=== REQUIREMENT ===
Lines holding the string "else" are the ones to copy; find them all in the data.

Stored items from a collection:

● ● ● ● ●

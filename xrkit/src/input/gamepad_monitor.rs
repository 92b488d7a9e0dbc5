use cgmath::{InnerSpace, Vector2};

use crate::config::{buttons_mapping, ButtonName, Handedness};
use crate::input::source::{GamepadButton, GamepadSnapshot, InputSource};

/// Raw axis magnitudes below this are treated as stick noise.
pub const AXES_DEAD_ZONE: f32 = 0.4;
/// Raw axis magnitude past which a stick direction counts as pushed.
pub const HOLD_THRESHOLD: f32 = 0.5;
/// Seconds between repeated hold events while the stick stays pushed.
pub const HOLD_EVENT_INTERVAL: f32 = 0.75;
/// A down/up transition faster than this is a click, in seconds.
pub const STICK_CLICK_THRESHOLD: f32 = 0.4;

/// Direction a stick axis is deflected in. Forward is negative y, left is
/// negative x, matching the hardware convention.
#[derive(Clone, Copy, Debug, PartialEq, Eq, Hash)]
pub enum StickDirection {
    Forward,
    Backward,
    Left,
    Right,
}

/// Semantic events produced by one hand's gamepad. The monitor is a leaf
/// producer: events are drained into a caller buffer each poll and the hand
/// controller republishes them on its bus.
#[derive(Clone, Debug)]
pub enum MonitorEvent {
    ButtonDown {
        handedness: Handedness,
        index: usize,
        button: Option<ButtonName>,
        value: f32,
    },
    ButtonUp {
        handedness: Handedness,
        index: usize,
        button: Option<ButtonName>,
        value: f32,
    },
    AxisChanged {
        handedness: Handedness,
        position: Vector2<f32>,
        frame_delta: f32,
    },
    AxisDown {
        handedness: Handedness,
        direction: StickDirection,
        position: Vector2<f32>,
    },
    AxisUp {
        handedness: Handedness,
        direction: StickDirection,
        position: Vector2<f32>,
    },
    AxisClick {
        handedness: Handedness,
        direction: StickDirection,
    },
    /// Repeats every `HOLD_EVENT_INTERVAL` while the x axis stays pushed.
    AxisXHeld { handedness: Handedness, value: f32 },
    /// Same, for the y axis.
    AxisYHeld { handedness: Handedness, value: f32 },
}

/// Per-hand stick and button state machine, polled once per frame.
///
/// Threshold crossings and hold checks compare the raw axis values; the
/// dead-zoned vector is what event payloads carry and what continuous
/// motion consumes.
pub struct GamepadMonitor {
    handedness: Handedness,
    buttons_state: Option<Vec<GamepadButton>>,

    stick_raw: Vector2<f32>,
    stick: Vector2<f32>,
    stick_raw_previous: Vector2<f32>,
    stick_previous: Vector2<f32>,
    hold_timer: f32,

    x_activated_at: Option<f32>,
    y_activated_at: Option<f32>,

    forward_down: bool,
    backward_down: bool,
    left_down: bool,
    right_down: bool,

    x_held: bool,
    y_held: bool,
}

impl GamepadMonitor {
    pub fn new(handedness: Handedness) -> GamepadMonitor {
        GamepadMonitor {
            handedness,
            buttons_state: None,
            stick_raw: Vector2::new(0.0, 0.0),
            stick: Vector2::new(0.0, 0.0),
            stick_raw_previous: Vector2::new(0.0, 0.0),
            stick_previous: Vector2::new(0.0, 0.0),
            hold_timer: 0.0,
            x_activated_at: None,
            y_activated_at: None,
            forward_down: false,
            backward_down: false,
            left_down: false,
            right_down: false,
            x_held: false,
            y_held: false,
        }
    }

    pub fn handedness(&self) -> Handedness {
        self.handedness
    }

    /// Polls the hardware once. A missing gamepad is a silent no-op.
    pub fn poll(
        &mut self,
        source: &dyn InputSource,
        time: f32,
        delta: f32,
        events: &mut Vec<MonitorEvent>,
    ) {
        let Some(gamepad) = source.gamepad(self.handedness) else {
            return;
        };

        self.poll_buttons(&gamepad, events);
        self.poll_axes(&gamepad, time, delta, events);
    }

    pub fn is_down(&self, button: ButtonName) -> bool {
        self.lookup(button).map_or(false, |b| b.pressed)
    }

    pub fn button_value(&self, button: ButtonName) -> f32 {
        self.lookup(button).map_or(0.0, |b| b.value)
    }

    /// The dead-zoned stick vector from the last poll.
    pub fn stick_position(&self) -> Vector2<f32> {
        self.stick
    }

    pub fn x_is_held(&self) -> bool {
        self.x_held
    }

    pub fn y_is_held(&self) -> bool {
        self.y_held
    }

    /// Whether the x axis is currently past the hold threshold, regardless
    /// of the hold timer.
    pub fn x_is_above_hold_threshold(&self) -> bool {
        self.stick_raw.x.abs() > HOLD_THRESHOLD
    }

    /// Re-arms the hold timer so a hold event never straddles a trigger
    /// gesture boundary.
    pub fn restart_holding_timer(&mut self) {
        self.hold_timer = HOLD_EVENT_INTERVAL;
    }

    fn lookup(&self, button: ButtonName) -> Option<&GamepadButton> {
        let index = buttons_mapping(self.handedness)
            .iter()
            .position(|mapped| *mapped == Some(button))?;
        self.buttons_state.as_ref()?.get(index)
    }

    fn poll_buttons(&mut self, gamepad: &GamepadSnapshot, events: &mut Vec<MonitorEvent>) {
        let new_state = gamepad.buttons.clone();

        let Some(previous) = &self.buttons_state else {
            // First poll after (re)connection seeds state without edges.
            self.buttons_state = Some(new_state);
            return;
        };

        let mapping = buttons_mapping(self.handedness);
        for (index, current) in new_state.iter().enumerate() {
            let was_pressed = previous.get(index).map_or(false, |b| b.pressed);
            let button = mapping.get(index).copied().flatten();

            if !was_pressed && current.pressed {
                events.push(MonitorEvent::ButtonDown {
                    handedness: self.handedness,
                    index,
                    button,
                    value: current.value,
                });
            }
            if was_pressed && !current.pressed {
                events.push(MonitorEvent::ButtonUp {
                    handedness: self.handedness,
                    index,
                    button,
                    value: current.value,
                });
            }
        }

        self.buttons_state = Some(new_state);
    }

    fn poll_axes(
        &mut self,
        gamepad: &GamepadSnapshot,
        time: f32,
        delta: f32,
        events: &mut Vec<MonitorEvent>,
    ) {
        if gamepad.axes.len() < 4 {
            return;
        }

        let raw = Vector2::new(gamepad.axes[2], gamepad.axes[3]);
        let filtered = apply_dead_zone(raw);
        self.stick_raw = raw;
        self.stick = filtered;

        if self.stick_previous != filtered {
            events.push(MonitorEvent::AxisChanged {
                handedness: self.handedness,
                position: filtered,
                frame_delta: delta,
            });

            self.detect_y_edges(raw, filtered, time, events);
            self.detect_x_edges(raw, filtered, time, events);
        }

        self.check_stick_holding(delta, events);

        self.stick_raw_previous = raw;
        self.stick_previous = filtered;
    }

    fn detect_y_edges(
        &mut self,
        raw: Vector2<f32>,
        filtered: Vector2<f32>,
        time: f32,
        events: &mut Vec<MonitorEvent>,
    ) {
        let crossed_down = self.stick_raw_previous.y.abs() < HOLD_THRESHOLD
            && raw.y.abs() > HOLD_THRESHOLD;

        if crossed_down {
            if raw.y < 0.0 && !self.forward_down {
                self.forward_down = true;
                self.y_activated_at = Some(time);
                events.push(MonitorEvent::AxisDown {
                    handedness: self.handedness,
                    direction: StickDirection::Forward,
                    position: filtered,
                });
            }
            if raw.y > 0.0 && !self.backward_down {
                self.backward_down = true;
                self.y_activated_at = Some(time);
                events.push(MonitorEvent::AxisDown {
                    handedness: self.handedness,
                    direction: StickDirection::Backward,
                    position: filtered,
                });
            }
        }

        if raw.y.abs() < HOLD_THRESHOLD {
            let held_for = self.y_activated_at.map(|at| time - at);
            if self.forward_down {
                self.forward_down = false;
                self.release(StickDirection::Forward, filtered, held_for, events);
            }
            if self.backward_down {
                self.backward_down = false;
                self.release(StickDirection::Backward, filtered, held_for, events);
            }
        }
    }

    fn detect_x_edges(
        &mut self,
        raw: Vector2<f32>,
        filtered: Vector2<f32>,
        time: f32,
        events: &mut Vec<MonitorEvent>,
    ) {
        let crossed_down = self.stick_raw_previous.x.abs() < HOLD_THRESHOLD
            && raw.x.abs() > HOLD_THRESHOLD;

        if crossed_down {
            if raw.x < 0.0 && !self.left_down {
                self.left_down = true;
                self.x_activated_at = Some(time);
                events.push(MonitorEvent::AxisDown {
                    handedness: self.handedness,
                    direction: StickDirection::Left,
                    position: filtered,
                });
            }
            if raw.x > 0.0 && !self.right_down {
                self.right_down = true;
                self.x_activated_at = Some(time);
                events.push(MonitorEvent::AxisDown {
                    handedness: self.handedness,
                    direction: StickDirection::Right,
                    position: filtered,
                });
            }
        }

        if raw.x.abs() < HOLD_THRESHOLD {
            let held_for = self.x_activated_at.map(|at| time - at);
            if self.left_down {
                self.left_down = false;
                self.release(StickDirection::Left, filtered, held_for, events);
            }
            if self.right_down {
                self.right_down = false;
                self.release(StickDirection::Right, filtered, held_for, events);
            }
        }
    }

    fn release(
        &mut self,
        direction: StickDirection,
        position: Vector2<f32>,
        held_for: Option<f32>,
        events: &mut Vec<MonitorEvent>,
    ) {
        events.push(MonitorEvent::AxisUp {
            handedness: self.handedness,
            direction,
            position,
        });
        if matches!(held_for, Some(duration) if duration < STICK_CLICK_THRESHOLD) {
            events.push(MonitorEvent::AxisClick {
                handedness: self.handedness,
                direction,
            });
        }
    }

    fn check_stick_holding(&mut self, delta: f32, events: &mut Vec<MonitorEvent>) {
        if self.stick.magnitude() > 0.0 && self.hold_timer <= 0.0 {
            if self.stick_raw.x.abs() > HOLD_THRESHOLD {
                self.x_held = true;
                events.push(MonitorEvent::AxisXHeld {
                    handedness: self.handedness,
                    value: self.stick.x,
                });
            } else {
                self.x_held = false;
            }

            if self.stick_raw.y.abs() > HOLD_THRESHOLD {
                self.y_held = true;
                events.push(MonitorEvent::AxisYHeld {
                    handedness: self.handedness,
                    value: self.stick.y,
                });
            } else {
                self.y_held = false;
            }

            self.restart_holding_timer();
        } else {
            self.hold_timer = (self.hold_timer - delta).max(0.0);
        }
    }
}

/// Shrinks each component toward zero by the dead zone, clamping small
/// magnitudes to exactly zero.
pub fn apply_dead_zone(raw: Vector2<f32>) -> Vector2<f32> {
    Vector2::new(dead_zone_component(raw.x), dead_zone_component(raw.y))
}

fn dead_zone_component(value: f32) -> f32 {
    if value < 0.0 {
        (value + AXES_DEAD_ZONE).min(0.0)
    } else {
        (value - AXES_DEAD_ZONE).max(0.0)
    }
}
use cgmath::{Vector3, Zero};

/// Ring radius of the teleport target marker, meters.
pub const MARKER_RING_RADIUS: f32 = 0.3;
/// Tube thickness of the ring, meters.
pub const MARKER_RING_TUBE: f32 = 0.02;
/// How long a facing choice stays valid after the last arrow update,
/// seconds.
pub const ARROW_UPDATE_WINDOW: f32 = 1.5;

/// Render-ready state of the teleport target marker: a ring at the aimed
/// landing point plus an optional facing arrow. The host draws it however
/// it likes; this struct only tracks placement and visibility.
#[derive(Clone, Copy, Debug)]
pub struct TeleportMarker {
    pub visible: bool,
    pub position: Vector3<f32>,
    pub arrow_visible: bool,
    /// Yaw of the arrow around the marker, radians.
    pub arrow_angle: f32,
    arrow_updated_at: Option<f32>,
}

impl TeleportMarker {
    pub fn hidden() -> TeleportMarker {
        TeleportMarker {
            visible: false,
            position: Vector3::zero(),
            arrow_visible: false,
            arrow_angle: 0.0,
            arrow_updated_at: None,
        }
    }

    pub(crate) fn show_at(&mut self, point: Vector3<f32>) {
        self.visible = true;
        self.position = point;
        self.position.y += MARKER_RING_TUBE / 2.0;
    }

    pub(crate) fn show_arrow(&mut self, angle: f32, now: f32) {
        self.arrow_visible = true;
        self.arrow_angle = angle;
        self.arrow_updated_at = Some(now);
    }

    pub(crate) fn hide_arrow(&mut self) {
        self.arrow_visible = false;
    }

    pub(crate) fn hide(&mut self) {
        self.visible = false;
        self.arrow_visible = false;
    }

    /// Whether the chosen facing is fresh enough to apply at commit time.
    pub(crate) fn arrow_fresh(&self, now: f32) -> bool {
        matches!(self.arrow_updated_at, Some(at) if now - at < ARROW_UPDATE_WINDOW)
    }
}

#[cfg(test)]
mod tests {
    use super::*;
    use cgmath::vec3;

    #[test]
    fn test_marker_sits_on_top_of_the_hit_point() {
        let mut marker = TeleportMarker::hidden();
        marker.show_at(vec3(1.0, 0.0, -2.0));
        assert!(marker.visible);
        assert!((marker.position.y - MARKER_RING_TUBE / 2.0).abs() < 1e-6);
    }

    #[test]
    fn test_arrow_freshness_window() {
        let mut marker = TeleportMarker::hidden();
        assert!(!marker.arrow_fresh(10.0));

        marker.show_arrow(0.5, 10.0);
        assert!(marker.arrow_fresh(10.0 + ARROW_UPDATE_WINDOW - 0.1));
        assert!(!marker.arrow_fresh(10.0 + ARROW_UPDATE_WINDOW + 0.1));

        // Hiding the arrow does not erase the timestamp; freshness is
        // purely time-based.
        marker.hide_arrow();
        assert!(marker.arrow_fresh(10.5));
    }
}
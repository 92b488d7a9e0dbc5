pub mod config;
pub mod macros;

pub use config::{init_logging, LogConfig};
pub use tracing::{debug, error, info, trace, warn, Level};

use once_cell::sync::Lazy;
use std::sync::OnceLock;

static LOG_CONFIG: OnceLock<LogConfig> = OnceLock::new();
static DEFAULT_CONFIG: Lazy<LogConfig> = Lazy::new(LogConfig::default);

pub fn get_log_config() -> &'static LogConfig {
    LOG_CONFIG.get().unwrap_or(&DEFAULT_CONFIG)
}

/// Maps a lowercase level ident (as written at a `scoped_log!` call site)
/// to its tracing level. Unknown names log at TRACE so nothing is lost.
pub fn level_from_name(name: &str) -> Level {
    match name {
        "error" => Level::ERROR,
        "warn" => Level::WARN,
        "info" => Level::INFO,
        "debug" => Level::DEBUG,
        _ => Level::TRACE,
    }
}

pub(crate) fn set_log_config(config: LogConfig) {
    LOG_CONFIG.set(config).ok();
}
use cgmath::{vec3, InnerSpace, Matrix4, Quaternion, Rad, Rotation3, Vector3, Zero};

/// Position and orientation of a tracked device, expressed in tracked
/// (reference) space as delivered by the hardware.
#[derive(Clone, Copy, Debug, PartialEq)]
pub struct Pose {
    pub position: Vector3<f32>,
    pub rotation: Quaternion<f32>,
}

impl Pose {
    pub fn identity() -> Pose {
        Pose {
            position: Vector3::zero(),
            rotation: Quaternion::new(1.0, 0.0, 0.0, 0.0),
        }
    }

    pub fn new(position: Vector3<f32>, rotation: Quaternion<f32>) -> Pose {
        Pose { position, rotation }
    }

    /// Forward axis of the device (-Z in device space).
    pub fn forward(&self) -> Vector3<f32> {
        self.rotation * vec3(0.0, 0.0, -1.0)
    }
}

/// Origin plus normalized direction. Rays are value snapshots: every event
/// carries its own copy, so a listener can never observe a ray mutating
/// mid-frame.
#[derive(Clone, Copy, Debug, PartialEq)]
pub struct Ray {
    pub origin: Vector3<f32>,
    pub direction: Vector3<f32>,
}

impl Ray {
    pub fn new(origin: Vector3<f32>, direction: Vector3<f32>) -> Ray {
        let direction = if direction.magnitude2() > 0.0 {
            direction.normalize()
        } else {
            direction
        };
        Ray { origin, direction }
    }

    pub fn point_at(&self, t: f32) -> Vector3<f32> {
        self.origin + self.direction * t
    }
}

/// Rigid yaw-plus-translation transform placing the virtual world relative
/// to the hardware tracking origin: `p_tracked = rotation * p_world +
/// position`. `rotation` is always a pure rotation about the up axis.
#[derive(Clone, Copy, Debug, PartialEq)]
pub struct RigidTransform {
    pub position: Vector3<f32>,
    pub rotation: Quaternion<f32>,
}

impl RigidTransform {
    pub fn identity() -> RigidTransform {
        RigidTransform {
            position: Vector3::zero(),
            rotation: Quaternion::new(1.0, 0.0, 0.0, 0.0),
        }
    }

    pub fn from_offset_yaw(offset: Vector3<f32>, yaw: Rad<f32>) -> RigidTransform {
        RigidTransform {
            position: offset,
            rotation: Quaternion::from_angle_y(yaw),
        }
    }

    pub fn transform_point(&self, point: Vector3<f32>) -> Vector3<f32> {
        self.rotation * point + self.position
    }

    pub fn transform_vector(&self, vector: Vector3<f32>) -> Vector3<f32> {
        self.rotation * vector
    }

    pub fn transform_ray(&self, ray: &Ray) -> Ray {
        Ray {
            origin: self.transform_point(ray.origin),
            direction: self.rotation * ray.direction,
        }
    }

    pub fn inverse(&self) -> RigidTransform {
        let inverse_rotation = self.rotation.conjugate();
        RigidTransform {
            position: -(inverse_rotation * self.position),
            rotation: inverse_rotation,
        }
    }

    pub fn matrix(&self) -> Matrix4<f32> {
        Matrix4::from_translation(self.position) * Matrix4::from(self.rotation)
    }
}

/// Reference-space sink supplied by the host runtime. The locomotion
/// controller writes the active transform here; the input layer reads it
/// back to express device-space rays in world space.
pub trait ReferenceSpace {
    fn set_transform(&mut self, transform: RigidTransform);
    fn transform(&self) -> RigidTransform;
}

/// In-memory reference space, enough for tests and hosts that apply the
/// transform themselves at render time.
#[derive(Clone, Copy, Debug)]
pub struct OffsetReferenceSpace {
    current: RigidTransform,
}

impl OffsetReferenceSpace {
    pub fn new() -> OffsetReferenceSpace {
        OffsetReferenceSpace {
            current: RigidTransform::identity(),
        }
    }
}

impl Default for OffsetReferenceSpace {
    fn default() -> Self {
        Self::new()
    }
}

impl ReferenceSpace for OffsetReferenceSpace {
    fn set_transform(&mut self, transform: RigidTransform) {
        self.current = transform;
    }

    fn transform(&self) -> RigidTransform {
        self.current
    }
}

● ● ● ● ●

=== RESULT FOR THIS EXERCISE ===
        let Some(gamepad) = source.gamepad(self.handedness) else {
        let Some(previous) = &self.buttons_state else {
            } else {
            } else {
        } else {
    } else {
        } else {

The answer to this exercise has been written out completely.